Migration of the Blog to Docker

Documenting the entire process of migrating the blog to Docker.

Although the architecture of this blog is straightforward, it cannot withstand my frequent tinkering, including but not limited to data center migrations, plugin development testing, testing new features, and more. Throughout this process, rebuilding the entire system repeatedly, the traditional approach involves pulling code, launching SQL, configuring Nginx…

As someone who adheres to the DRY principle, I cannot tolerate such repetitive and technically unchallenging tasks.

In the early days of programming, the crudest method I employed was configuring the development environment within a virtual machine and then copying the entire virtual machine file to a USB drive for manual migration. Later, I upgraded to Vagrant. Subsequently, I discovered Docker, and since then, all my development-related environments have been based on Docker. However, all production environments still operate in the traditional manner. Coincidentally, the JD.com data center is expiring soon, so I decided to take this opportunity to transition my blog to Docker.

Architectural Analysis

The blog architecture is relatively simple, following the traditional LNMP architecture. It involves only a few services, along with an additional backup service.

Although the blog contains minimal information, backups are crucial!

Currently, I haven’t considered separating the data layer, so the architecture temporarily does not support horizontal scaling. I believe this architecture is unnecessary for my blog.

Traditional Blog Architecture

Never run multiple programs within a single container! Do not treat Docker as a virtual machine!

One of Docker’s best practices is that a container’s functionality should be singular, focusing on a single application rather than a comprehensive service. A complete service should be realized through orchestration.

Therefore, the entire service will be implemented using four containers:

  1. Web Rule: This layer includes specific rewrite rules and web service configurations, serving as the sole exit point for the entire blog service.

  2. Blog: This container hosts the PHP environment for the blog.

  3. Data: This container is the blog’s database, exclusively serving the blog.

  4. Backup: This container is responsible for backup services and only interacts with the Data layer for database backups.

The web server is on the physical machine, supporting common HTTP protocol processing such as SSL and HTTP 2.0. It acts as a reverse proxy to the Web Rule.

The final service orchestration looks like this:

Blog Docker Architecture

Image Creation

Base

Alpine appears to be the trend, as it is a minimal 5MB Docker image with a complete package management toolset.
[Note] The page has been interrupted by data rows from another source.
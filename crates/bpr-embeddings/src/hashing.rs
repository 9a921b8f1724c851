//! Differentiable sign activation.
//!
//! Forward maps every element to `+1` if it is strictly positive and `-1`
//! otherwise (zero goes to `-1`). The true derivative of a sign function is
//! zero almost everywhere, so backward substitutes the surrogate
//!
//! ```text
//! d y / d x = γ / (1 + γ·|x|)^2
//! ```
//!
//! which is positive everywhere, peaks at exactly `γ` for `x = 0`, and decays
//! with distance from the threshold.
//!
//! On CPU the pair is registered with candle's autograd as a [`CustomOp1`].
//! Other devices use a straight-through composite `hard + soft - soft.detach()`
//! where `soft = γx / (1 + γ|x|)`, whose value equals the forward and whose
//! derivative equals the surrogate.

use candle_core::{bail, CpuStorage, CustomOp1, Layout, Shape, Tensor};

use crate::error::{EmbeddingError, EmbeddingResult};

#[derive(Debug, Clone, Copy, PartialEq)]
pub struct HashActivation {
    gamma: f64,
}

impl HashActivation {
    /// # Errors
    /// `ConfigError` unless `gamma` is finite and `> 0`.
    pub fn new(gamma: f64) -> EmbeddingResult<Self> {
        if !gamma.is_finite() || gamma <= 0.0 {
            return Err(EmbeddingError::config(format!(
                "hash activation gamma must be finite and > 0, got {}",
                gamma
            )));
        }
        Ok(Self { gamma })
    }

    pub fn gamma(&self) -> f64 {
        self.gamma
    }

    /// Binarise `x` to ±1 while keeping it on the autograd tape.
    pub fn forward(&self, x: &Tensor) -> EmbeddingResult<Tensor> {
        if x.device().is_cpu() {
            x.contiguous()
                .and_then(|x| x.apply_op1(*self))
                .map_err(map_candle)
        } else {
            self.forward_straight_through(x)
        }
    }

    /// Surrogate gradient of the loss w.r.t. `x`, given the gradient w.r.t.
    /// the activation output.
    pub fn backward(&self, grad_y: &Tensor, x: &Tensor) -> EmbeddingResult<Tensor> {
        surrogate_grad(grad_y, x, self.gamma).map_err(map_candle)
    }

    /// Device-agnostic forward built from differentiable primitives.
    pub fn forward_straight_through(&self, x: &Tensor) -> EmbeddingResult<Tensor> {
        let build = || -> candle_core::Result<Tensor> {
            let hard = x
                .gt(&x.zeros_like()?)?
                .to_dtype(x.dtype())?
                .affine(2.0, -1.0)?
                .detach();
            let soft = (x.affine(self.gamma, 0.0)? / x.abs()?.affine(self.gamma, 1.0)?)?;
            let residual = (&soft - soft.detach())?;
            hard + residual
        };
        build().map_err(map_candle)
    }
}

fn surrogate_grad(grad_y: &Tensor, x: &Tensor, gamma: f64) -> candle_core::Result<Tensor> {
    let slope = x
        .detach()
        .abs()?
        .affine(gamma, 1.0)?
        .sqr()?
        .recip()?
        .affine(gamma, 0.0)?;
    grad_y.mul(&slope)
}

fn signs<T: Copy + PartialOrd>(values: &[T], zero: T, pos: T, neg: T) -> Vec<T> {
    values
        .iter()
        .map(|&v| if v > zero { pos } else { neg })
        .collect()
}

impl CustomOp1 for HashActivation {
    fn name(&self) -> &'static str {
        "hash-activation"
    }

    fn cpu_fwd(&self, storage: &CpuStorage, layout: &Layout) -> candle_core::Result<(CpuStorage, Shape)> {
        let (start, end) = match layout.contiguous_offsets() {
            Some(offsets) => offsets,
            None => bail!("hash-activation requires a contiguous input"),
        };
        let out = match storage {
            CpuStorage::F32(vs) => CpuStorage::F32(signs(&vs[start..end], 0.0, 1.0, -1.0)),
            CpuStorage::F64(vs) => CpuStorage::F64(signs(&vs[start..end], 0.0, 1.0, -1.0)),
            _ => bail!("hash-activation supports f32 and f64 inputs only"),
        };
        Ok((out, layout.shape().clone()))
    }

    fn bwd(&self, arg: &Tensor, _res: &Tensor, grad_res: &Tensor) -> candle_core::Result<Option<Tensor>> {
        surrogate_grad(grad_res, arg, self.gamma).map(Some)
    }
}

fn map_candle(e: candle_core::Error) -> EmbeddingError {
    EmbeddingError::TensorError {
        message: format!("HashActivation error: {}", e),
    }
}
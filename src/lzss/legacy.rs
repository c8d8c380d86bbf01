//! The legacy LZSS variant.
//!
//! This is a second, incompatible framing of the same codec family that was
//! never wired into payload processing. Control bits are consumed most
//! significant bit first, and a back-reference is two bytes holding a
//! relative distance and a length:
//!
//! ```text
//!   hi: DDDD DDDD   lo: DDDD LLLL
//! ```
//!
//! The distance counts back from the current output position and the copy
//! is `L + 3` bytes long. It is kept only to compare against archive samples
//! and must not be mixed with `LzssDecoder`.

use super::flags::{BitOrder, FlagCursor};
use super::window::Window;
use super::{truncated, RefPolicy};
use crate::utils::cursor::ByteCursor;
use crate::{DecodeError, Decoder};

/// The length of the shortest match.
pub const MIN_MATCH: usize = 3;

/// A Decoder for the legacy variant.
pub struct LegacyDecoder<'a> {
    /// The compressed input.
    input: &'a [u8],
    /// The output stream.
    output: &'a mut Vec<u8>,
    /// The exact number of bytes to produce.
    target_len: usize,
    /// What to do with references that reach before the start of the output.
    policy: RefPolicy,
}

impl<'a> LegacyDecoder<'a> {
    /// Sets the handling of references to unwritten window slots.
    pub fn set_policy(&mut self, policy: RefPolicy) {
        self.policy = policy
    }

    fn expand_into(&mut self) -> Result<(usize, usize), DecodeError> {
        let mut stream = ByteCursor::new(self.input);
        let mut flags = FlagCursor::new(BitOrder::MsbFirst);
        let mut window = Window::new();
        let mut written = 0;

        while written < self.target_len {
            let is_literal = flags
                .next_bit(&mut stream)
                .ok_or_else(|| truncated(&stream, written))?;

            if is_literal {
                let c = stream
                    .read_u8()
                    .ok_or_else(|| truncated(&stream, written))?;
                self.output.push(c);
                window.write(c);
                written += 1;
                continue;
            }

            let pair = stream
                .take(2)
                .ok_or_else(|| truncated(&stream, written))?;
            let distance = ((pair[0] as usize) << 4) | (pair[1] as usize >> 4);
            let length = (pair[1] & 0xf) as usize + MIN_MATCH;
            let count = length.min(self.target_len - written);

            // A reference is judged as a whole: one that reaches before the
            // start of the output is replaced by 'count' zeros.
            if distance == 0 || distance > written {
                if self.policy == RefPolicy::Strict {
                    return Err(DecodeError::InvalidBackReference {
                        position: distance,
                        produced: written,
                    });
                }
                log::warn!(
                    "Zero-filling {} bytes for a reference {} bytes back at output byte {}",
                    count,
                    distance,
                    written
                );
                for _ in 0..count {
                    self.output.push(0);
                    window.write(0);
                }
                written += count;
                continue;
            }

            for i in 0..count {
                let c = window.read(distance).ok_or(
                    DecodeError::InvalidBackReference {
                        position: distance,
                        produced: written + i,
                    },
                )?;
                self.output.push(c);
                window.write(c);
            }
            written += count;
        }

        Ok((stream.position(), written))
    }
}

impl<'a> Decoder<'a> for LegacyDecoder<'a> {
    fn new(input: &'a [u8], output: &'a mut Vec<u8>, target_len: usize) -> Self {
        Self {
            input,
            output,
            target_len,
            policy: RefPolicy::Strict,
        }
    }

    fn decode(&mut self) -> Result<(usize, usize), DecodeError> {
        let start = self.output.len();
        let res = self.expand_into();
        if res.is_err() {
            self.output.truncate(start);
        }
        res
    }
}

/// Expand 'input' with the legacy framing into exactly 'target_len' bytes.
pub fn expand(input: &[u8], target_len: usize) -> Result<Vec<u8>, DecodeError> {
    let mut output = Vec::new();
    LegacyDecoder::new(input, &mut output, target_len).decode()?;
    Ok(output)
}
It may have some differences in dependencies compared to traditional Ubuntu images. For instance, if you try to install openssl-dev, you may encounter issues:

ERROR: unsatisfiable constraints:
  openssl-dev-1.0.2o-r1:
    conflicts: libressl-dev-2.5.5-r0[pc:libcrypto=1.0.2k] libressl-dev-2.5.5-r0[pc:libssl=1.0.2k] libressl-dev-2.5.5-r0[pc:openssl=1.0.2k]
    satisfies: build-deps-0[openssl-dev]
  libressl-dev-2.6.5-r0:
    conflicts: openssl-dev-1.0.2k-r0[pc:libcrypto=2.5.5] openssl-dev-1.0.2k-r0[pc:libssl=2.5.5] openssl-dev-1.0.2k-r0[pc:openssl=2.5.5]
    satisfies: qt-dev-4.8.7-r6[libressl-dev]
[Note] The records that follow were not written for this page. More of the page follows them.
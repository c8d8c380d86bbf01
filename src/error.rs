//! Error types for payload decoding and archive handling.

use std::path::PathBuf;

/// The reasons a single compressed stream can fail to decode.
#[derive(Debug, Clone, PartialEq, Eq, thiserror::Error)]
pub enum DecodeError {
    /// The compressed stream ended before the requested output was produced.
    #[error(
        "compressed stream exhausted at byte {offset} after producing {produced} bytes"
    )]
    MalformedInput { offset: usize, produced: usize },

    /// A back-reference addressed window contents that were never written.
    #[error(
        "back-reference to unwritten window position {position} after producing {produced} bytes"
    )]
    InvalidBackReference { position: usize, produced: usize },

    /// The requested output length was rejected before decoding started.
    #[error("requested output length {requested} is outside 1..={limit}")]
    InvalidRequest { requested: i64, limit: usize },
}

/// Errors raised while reading archives and the files stored inside them.
#[derive(Debug, thiserror::Error)]
pub enum ArchiveError {
    #[error("truncated {what} at byte {offset}")]
    Truncated { what: &'static str, offset: usize },

    #[error("entry name at byte {offset} is not ASCII")]
    InvalidName { offset: usize },

    #[error("entry name {name:?} does not map to a relative path")]
    UnsafeName { name: String },

    #[error("entry {name:?} spans {offset}..{end} but the archive is {len} bytes")]
    EntryOutOfBounds {
        name: String,
        offset: usize,
        end: usize,
        len: usize,
    },

    #[error("invalid {what} count {count}")]
    BadCount { what: &'static str, count: i64 },

    #[error(transparent)]
    Decode(#[from] DecodeError),

    #[error("{}: {source}", path.display())]
    Io {
        path: PathBuf,
        source: std::io::Error,
    },
}

impl ArchiveError {
    /// Wraps an I/O error with the path that caused it.
    pub fn io(path: impl Into<PathBuf>, source: std::io::Error) -> Self {
        ArchiveError::Io {
            path: path.into(),
            source,
        }
    }
}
Since most software is compiled with libressl-dev, and their paths are the same, you cannot install them simultaneously. Installing libressl-dev should suffice.

However, as Alpine matures, it offers more packages, making it more convenient than before. For instance, when compiling the PHP image, I needed to install the Kafka extension rdkafka. Previously, there was no librdkafka-dev library available, so I had to write the compilation logic in the image. This time, I found that the official package repository had it.

Web Rule

This layer comprises Nginx. Due to Nginx’s architecture, third-party modules cannot be fully automatically loaded. They must be recompiled. Unfortunately, the official image doesn’t provide this method. Compared to the official PHP image, which is extremely user-friendly, if you need third-party modules, you’ll have to recompile Nginx based on the Alpine image. For example, I needed the ngx_http_lower_upper_case module this time.

Blog

This layer represents PHP. It is compiled based on the official PHP image and includes most commonly used extensions. Some extensions are initially disabled and can be enabled later through configuration files, such as Xdebug.

By default, the official image does not enable opcache and PDO.

Data

This layer represents MariaDB. Although the official package repository includes MariaDB, the MariaDB official team has not provided an Alpine version. However, many experts have already provided one. Essentially, the core of any Alpine version of MariaDB lies in the initialization script, which is crucial for initializing the database.

Backup

This layer represents PHP. It is based on the Blog image and adds mysqlclient for database backups.

Container Orchestration

The core of orchestration involves connecting containers and specifying dependencies.

Dependencies

Connections and dependencies between containers should be realized through networks. Docker no longer recommends using links for this purpose, and it may be removed in future versions. Therefore, I have also switched to using networks.

Warning: >The --link flag is a legacy feature of Docker. It may eventually be removed. Unless you absolutely need to continue using it, we recommend that you use user-defined networks to facilitate communication between two containers instead of using --link

The purpose of networks is to declare that a container belongs to a particular network. It can also define a custom alias within the network. Containers can then access each other using these aliases. For example, in the orchestration below, the PHP container can directly access the MySQL container internally using BLOG_MYSQL. It’s simple.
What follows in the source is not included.